Nesta última segunda-feira, dia 24, foi ao ar (veja aqui) a tão esperada cena em que Irene, personagem de Débora Falabella, levou uma surra de Ritinha (Isis Valverde) e Joyce (Maria Fernanda Cândido), após provocar a rival no banheiro de um restaurante. É triste que a autora tenha apelado para este tipo de recurso, que, além de ser um gigantesco clichê, só serve para três coisas: alavancar audiência, perpetuar o mito de que mulher é inimiga de mulher e reforçar o estereótipo feminino descontrolado.
Já passou da hora de as novelas mostrarem união e força entre as mulheres e cobrarem, também, a responsabilidade dos homens quando eles são motivo de desavenças.
Se os propósitos da autora eram esses, deu certo. Este foi o momento mais aguardado, comentado e repercutido da trama até aqui, talvez até da história de Glória Perez na teledramaturgia. E isso é um grande feito, já que A Força do Querer é a novela de maior audiência da TV brasileira nos últimos quatro anos.
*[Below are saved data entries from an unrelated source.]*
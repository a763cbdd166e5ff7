//! Triggering workflow runs.
//!
//! Steps are planned in step-id order. Parentless steps without extra
//! conditions become queued tasks right away; every other step becomes a
//! `TRIGGER` match that creates its task once the match fires.

use chrono::Duration;
use serde_json::{json, Value};
use tasklane_types::dag::{Dag, DagRef, NewDag};
use tasklane_types::error::RepositoryError;
use tasklane_types::event::{NewTaskEvent, TaskEventType};
use tasklane_types::idempotency::{IdempotencyClaim, IdempotencyKey};
use tasklane_types::matching::{Match, MatchTarget, NewMatch, TriggerTarget};
use tasklane_types::payload::{PayloadKey, PayloadType, StorePayload};
use tasklane_types::task::{ParentLink, Task, TaskInitialState, TaskInput, TenantId};
use tasklane_types::workflow::{JobKind, StepDefinition, WorkflowVersion};
use uuid::Uuid;

use super::create::CreateTaskOpts;
use super::{now, EngineError, TaskEngine, TxContext};
use crate::graph::StepGraph;
use crate::replay::on_failure_siblings;
use crate::repository::Gateway;
use crate::trigger::builder::{
    dag_task_external_id, extra_conditions, fan_in_conditions, on_failure_conditions,
    sleep_durations,
};
use crate::trigger::idempotency::{decide_claim, ClaimDecision};

#[derive(Debug, Clone)]
pub struct TriggerOpts {
    pub workflow_version_id: Uuid,
    /// External id of the run: the DAG's for multi-step versions, otherwise
    /// the single task's.
    pub external_id: Uuid,
    pub input: Value,
    pub priority: Option<i32>,
    pub additional_metadata: Option<Value>,
    pub parent: Option<ParentLink>,
    pub idempotency_key: Option<IdempotencyKey>,
}

impl TriggerOpts {
    pub fn new(workflow_version_id: Uuid, input: Value) -> Self {
        Self {
            workflow_version_id,
            external_id: Uuid::now_v7(),
            input,
            priority: None,
            additional_metadata: None,
            parent: None,
            idempotency_key: None,
        }
    }
}

#[derive(Debug, Clone)]
pub struct TriggeredRun {
    pub external_id: Uuid,
    pub dag: Option<Dag>,
    pub tasks: Vec<Task>,
    pub matches: Vec<Match>,
    /// The run already existed (idempotency key or child key) and nothing
    /// was created.
    pub reused: bool,
}

impl TriggeredRun {
    fn reused(external_id: Uuid) -> Self {
        Self {
            external_id,
            dag: None,
            tasks: Vec::new(),
            matches: Vec::new(),
            reused: true,
        }
    }
}

/// Event key recording that a parent task spawned a child run.
pub fn child_event_key(link: &ParentLink) -> String {
    format!(
        "child:{}:{}",
        link.child_index,
        link.child_key.as_deref().unwrap_or_default()
    )
}

struct RunPlan<'a> {
    version: &'a WorkflowVersion,
    opts: &'a TriggerOpts,
    dag: Option<DagRef>,
}

impl RunPlan<'_> {
    fn task_external_id(&self, readable_id: &str) -> Uuid {
        match self.dag {
            Some(dag) => dag_task_external_id(dag.external_id, readable_id),
            None => self.opts.external_id,
        }
    }

    fn target(&self, step: &StepDefinition) -> TriggerTarget {
        TriggerTarget {
            dag: self.dag,
            workflow_id: self.version.workflow_id,
            workflow_version_id: self.version.id,
            step_id: step.id,
            step_readable_id: step.readable_id.clone(),
            external_id: self.task_external_id(&step.readable_id),
            workflow_run_id: self.opts.external_id,
            priority: self.opts.priority,
            additional_metadata: self.opts.additional_metadata.clone(),
            parent: self.opts.parent.clone(),
            existing_task: None,
            input: TaskInput::new(self.opts.input.clone()),
        }
    }

    fn queued_task(&self, step: &StepDefinition) -> CreateTaskOpts {
        CreateTaskOpts {
            external_id: self.task_external_id(&step.readable_id),
            workflow_run_id: self.opts.external_id,
            workflow_version_id: self.version.id,
            step_id: step.id,
            dag: self.dag,
            input: TaskInput::new(self.opts.input.clone()),
            initial_state: TaskInitialState::Queued,
            initial_state_reason: None,
            priority: self.opts.priority,
            additional_metadata: self.opts.additional_metadata.clone(),
            parent: self.opts.parent.clone(),
        }
    }
}

impl<G: Gateway> TaskEngine<G> {
    /// Trigger workflow runs in one transaction.
    #[tracing::instrument(skip(self, opts), fields(tenant_id = %tenant, count = opts.len()))]
    pub async fn trigger_workflow_runs(
        &self,
        tenant: TenantId,
        opts: Vec<TriggerOpts>,
    ) -> Result<Vec<TriggeredRun>, EngineError> {
        let mut ctx = self.begin(tenant).await?;
        let mut runs = Vec::with_capacity(opts.len());
        for opt in &opts {
            runs.push(self.trigger_in(&mut ctx, opt).await?);
        }
        self.finish(ctx).await?;
        Ok(runs)
    }

    async fn trigger_in(
        &self,
        ctx: &mut TxContext<G::Tx>,
        opts: &TriggerOpts,
    ) -> Result<TriggeredRun, EngineError> {
        if let Some(key) = &opts.idempotency_key {
            if !self.claim_idempotency_key(ctx, key, opts.external_id).await? {
                return Ok(TriggeredRun::reused(opts.external_id));
            }
        }
        if let Some(link) = &opts.parent {
            if let Some(existing) = self.spawned_child(ctx, link, opts.external_id).await? {
                tracing::debug!(child_run_id = %existing, "child run already spawned");
                return Ok(TriggeredRun::reused(existing));
            }
        }

        let version = self.load_version(ctx, opts.workflow_version_id).await?;
        StepGraph::build(&version.steps).map_err(|e| EngineError::InvalidInput(e.to_string()))?;

        let dag = if version.is_dag() {
            let dag = self
                .gateway
                .insert_dags(
                    &mut ctx.tx,
                    ctx.tenant,
                    &[NewDag {
                        external_id: opts.external_id,
                        workflow_id: version.workflow_id,
                        workflow_version_id: version.id,
                        input: opts.input.clone(),
                        additional_metadata: opts.additional_metadata.clone(),
                        total_tasks: version.steps.len() as i32,
                        parent_task_external_id: opts.parent.as_ref().map(|p| p.external_id),
                    }],
                )
                .await?
                .into_iter()
                .next()
                .ok_or(RepositoryError::NotFound)?;
            self.gateway
                .store_payloads(
                    &mut ctx.tx,
                    ctx.tenant,
                    &[StorePayload {
                        key: PayloadKey::new(dag.id, dag.inserted_at, PayloadType::DagInput),
                        value: opts.input.clone(),
                    }],
                )
                .await?;
            Some(dag)
        } else {
            None
        };

        let plan = RunPlan {
            version: &version,
            opts,
            dag: dag.as_ref().map(Dag::dag_ref),
        };

        let mut creates = Vec::new();
        let mut new_matches = Vec::new();
        for step in version.sorted_steps() {
            let conditions = if step.job_kind == JobKind::OnFailure {
                let siblings: Vec<(&str, Uuid)> = on_failure_siblings(&version)
                    .into_iter()
                    .map(|id| (id, plan.task_external_id(id)))
                    .collect();
                on_failure_conditions(&siblings)
            } else if !step.parents.is_empty() {
                let parents: Vec<(&str, Uuid)> = step
                    .parents
                    .iter()
                    .map(|p| (p.as_str(), plan.task_external_id(p)))
                    .collect();
                fan_in_conditions(step, &parents)
            } else if step.has_extra_conditions() {
                let durations = sleep_durations(step.extra_conditions());
                let sleeps = self
                    .gateway
                    .insert_durable_sleeps(&mut ctx.tx, ctx.tenant, &durations)
                    .await?;
                let sleep_ids: Vec<i64> = sleeps.iter().map(|s| s.id).collect();
                extra_conditions(step, &sleep_ids)
            } else {
                creates.push(plan.queued_task(step));
                continue;
            };
            new_matches.push(NewMatch {
                target: MatchTarget::Trigger(Box::new(plan.target(step))),
                conditions,
            });
        }

        let tasks = self.create_tasks_in(ctx, creates).await?;
        let matches = if new_matches.is_empty() {
            Vec::new()
        } else {
            self.gateway
                .insert_matches(&mut ctx.tx, ctx.tenant, &new_matches)
                .await?
        };
        tracing::info!(
            run_id = %opts.external_id,
            workflow = %version.workflow_name,
            tasks = tasks.len(),
            matches = matches.len(),
            "workflow run triggered"
        );
        Ok(TriggeredRun {
            external_id: opts.external_id,
            dag,
            tasks,
            matches,
            reused: false,
        })
    }

    /// Take or confirm the claim on `key` for `requester`. Returns false when
    /// the requester already holds it, i.e. the run exists.
    async fn claim_idempotency_key(
        &self,
        ctx: &mut TxContext<G::Tx>,
        key: &IdempotencyKey,
        requester: Uuid,
    ) -> Result<bool, EngineError> {
        let now = now();
        let existing = self
            .gateway
            .get_idempotency_claim(&mut ctx.tx, ctx.tenant, key)
            .await?;
        let interval = Duration::seconds(self.config.idempotency_recheck_interval_secs);
        let claimant = match decide_claim(existing.as_ref(), requester, now, interval) {
            ClaimDecision::Claim => None,
            ClaimDecision::Held => return Ok(false),
            ClaimDecision::Recheck { claimant } => Some(claimant),
            ClaimDecision::Rejected { claimant } => {
                return Err(EngineError::AlreadyClaimed {
                    key: key.to_string(),
                    claimed_by: claimant,
                });
            }
        };
        if let Some(claimant) = claimant {
            let finalized = self
                .finalized_runs(&mut ctx.tx, ctx.tenant, &[claimant])
                .await?;
            if finalized.is_empty() {
                return Err(EngineError::AlreadyClaimed {
                    key: key.to_string(),
                    claimed_by: claimant,
                });
            }
            tracing::info!(previous_run_id = %claimant, "idempotency key reclaimed from finalized run");
        }
        self.gateway
            .put_idempotency_claim(
                &mut ctx.tx,
                &IdempotencyClaim {
                    tenant_id: ctx.tenant,
                    key: key.clone(),
                    claimed_by: requester,
                    claimed_at: now,
                    last_checked_at: now,
                },
            )
            .await?;
        Ok(true)
    }

    /// The child run already spawned for `link`, or `None` after recording
    /// the spawn of `child_external_id` on the parent task.
    async fn spawned_child(
        &self,
        ctx: &mut TxContext<G::Tx>,
        link: &ParentLink,
        child_external_id: Uuid,
    ) -> Result<Option<Uuid>, EngineError> {
        let event_key = child_event_key(link);
        let recorded = self
            .gateway
            .list_task_events(
                &mut ctx.tx,
                ctx.tenant,
                link.task.key(),
                TaskEventType::SignalCreated,
                Some(&event_key),
            )
            .await?;
        if let Some(event) = recorded.first() {
            let key = PayloadKey::new(event.id, event.inserted_at, PayloadType::TaskEventData);
            let payloads = self
                .gateway
                .retrieve_payloads(&mut ctx.tx, ctx.tenant, &[key])
                .await?;
            let existing = payloads
                .get(&key)
                .and_then(|data| data.get("external_id"))
                .and_then(Value::as_str)
                .and_then(|id| Uuid::parse_str(id).ok());
            if existing.is_some() {
                return Ok(existing);
            }
            tracing::warn!(event_key = %event_key, "child spawn record has no external id");
        }

        self.write_events(
            ctx,
            vec![NewTaskEvent {
                task: link.task,
                task_external_id: link.external_id,
                event_type: TaskEventType::SignalCreated,
                event_key: Some(event_key),
                data: json!({ "external_id": child_external_id }),
                is_current_retry: true,
            }],
        )
        .await?;
        Ok(None)
    }
}
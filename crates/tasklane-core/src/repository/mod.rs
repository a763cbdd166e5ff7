//! Repository trait definitions (ports).
//!
//! These traits define the storage interface that the infrastructure layer
//! (tasklane-infra) implements. Every operation runs inside a caller-supplied
//! transaction handle so one engine operation commits or rolls back as a
//! whole. The core crate never depends on any specific storage technology.

pub mod event;
pub mod lock;
pub mod matching;
pub mod payload;
pub mod task;
pub mod workflow;

use tasklane_types::error::RepositoryError;

pub use event::TaskEventRepository;
pub use lock::AdvisoryLocks;
pub use matching::MatchRepository;
pub use payload::PayloadStore;
pub use task::TaskRepository;
pub use workflow::WorkflowRepository;

/// Transaction boundary shared by every repository.
///
/// Dropping a `Tx` without committing rolls it back.
pub trait Transactional: Send + Sync {
    type Tx: Send;

    /// Open a write transaction.
    fn begin(
        &self,
    ) -> impl std::future::Future<Output = Result<Self::Tx, RepositoryError>> + Send;

    /// Commit a transaction, releasing any advisory locks it holds.
    fn commit(
        &self,
        tx: Self::Tx,
    ) -> impl std::future::Future<Output = Result<(), RepositoryError>> + Send;

    /// Roll back a transaction explicitly.
    fn rollback(
        &self,
        tx: Self::Tx,
    ) -> impl std::future::Future<Output = Result<(), RepositoryError>> + Send;
}

/// Everything the engine needs from storage.
pub trait Gateway:
    TaskRepository + TaskEventRepository + MatchRepository + WorkflowRepository + PayloadStore + AdvisoryLocks
{
}

impl<T> Gateway for T where
    T: TaskRepository
        + TaskEventRepository
        + MatchRepository
        + WorkflowRepository
        + PayloadStore
        + AdvisoryLocks
{
}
Durante a exibição do capítulo, “Irene” foi o assunto mais falado no Twitter no mundo todo, liderando os trending topics.
Mas em um momento em que debates sobre feminismo e sororidade estão cada vez mais em alta, em pleno ano de 2017, não pode ser considerado natural que uma briga entre mulheres, em decorrência da traição de um homem, ainda atraia a atenção dos telespectadores.
Vamos lá, o motivo da briga foi: Eugênio, vivido por Dan Stulbach, marido de Joyce, teve um caso com Irene. Tudo bem, a amante é sociopata, planejou diversas armações e se fingiu de amiga de Joyce para poder manipulá-la; sabemos que ela agiu sem escrúpulos algum, porém – tirando o fato da amizade -, nem a Joyce e nem ninguém sabe disso. Sendo assim, o motivo da briga é um homem e ela ocorre com a mesma lógica machista perpetuada na história da dramaturgia televisiva: a personagem descobre que foi traída por seu par e pela vilã e se precipita a tomar satisfações com ela, não com ele. Tanto é assim que Eugênio sai bonitão da briga, apenas com a ameaça do pedido de divórcio.
E, como já reconhecido por esta coluna anteriormente, as novelas possuem uma grande influência cultural na sociedade, sendo assim, o público se espelha no que vê. Em uma cena de briga como a de segunda-feira, várias mulheres foram representadas: muitas, por terem sido amantes, podem ter sentido pena de Irene, e muitas, por terem sido traídas, se viram na pele de Joyce e, por causa da cena, podem se sentir incentivadas a agir da mesma forma e partir para a briga. Mais um prejuízo prestado, afinal, violência gera violência.
Em outro texto, já havia comentado sobre Glória Perez estar trazendo novos elementos ao seu texto e quebrando padrões que sempre eram vistos em suas histórias. Porém esta cena vai na contramão disso. Não é a primeira vez (nem a segunda, nem a terceira …) que a autora usa esse tipo de artificio:
Em O Clone (2001), a personagem Alicinha (Cristiana Oliveira) levou uma surra de Yvete (Vera Fischer) após dar em cima de Leônidas (Reginaldo Faria). Em América (2005), o motivo foi um pouco diferente: a personagem Creusa (Juliana Paes), que bancava a religiosa fiel ao marido enquanto aprontava loucuras na ausência dele, apanhou da sogra Diva (Neuza Borges), que a encontrou em casa com outro homem. Em Caminho das Índias (2009), Melissa (Christiane Torloni) encurralou Yvone (Letícia Sabatella) em – adivinhe? – um banheiro e deu-lhe uma surra por ela ter se envolvido com seu marido, Ramiro (Humberto Martins). Já em Salve Jorge (2012), as surras eram rotineiras na trama (veja aqui).
A insistência em mostrar mulheres brigando em novelas, qualquer que seja a razão, é apenas e tão somente um grande desserviço. Já passou da hora de as novelas mostrarem união e força entre as mulheres e cobrarem também a responsabilidade dos homens quando eles são motivo de desavenças – sem violência física, de preferência. Afinal, nós não precisamos brigar por causa de homem e nem por qualquer outro motivo, pois isso só reforça o mito de que somos inimigas. Essa ideia serve apenas para nos desunir, porque a resistência machista sabe que unidas somos mais forte e temos muito poder.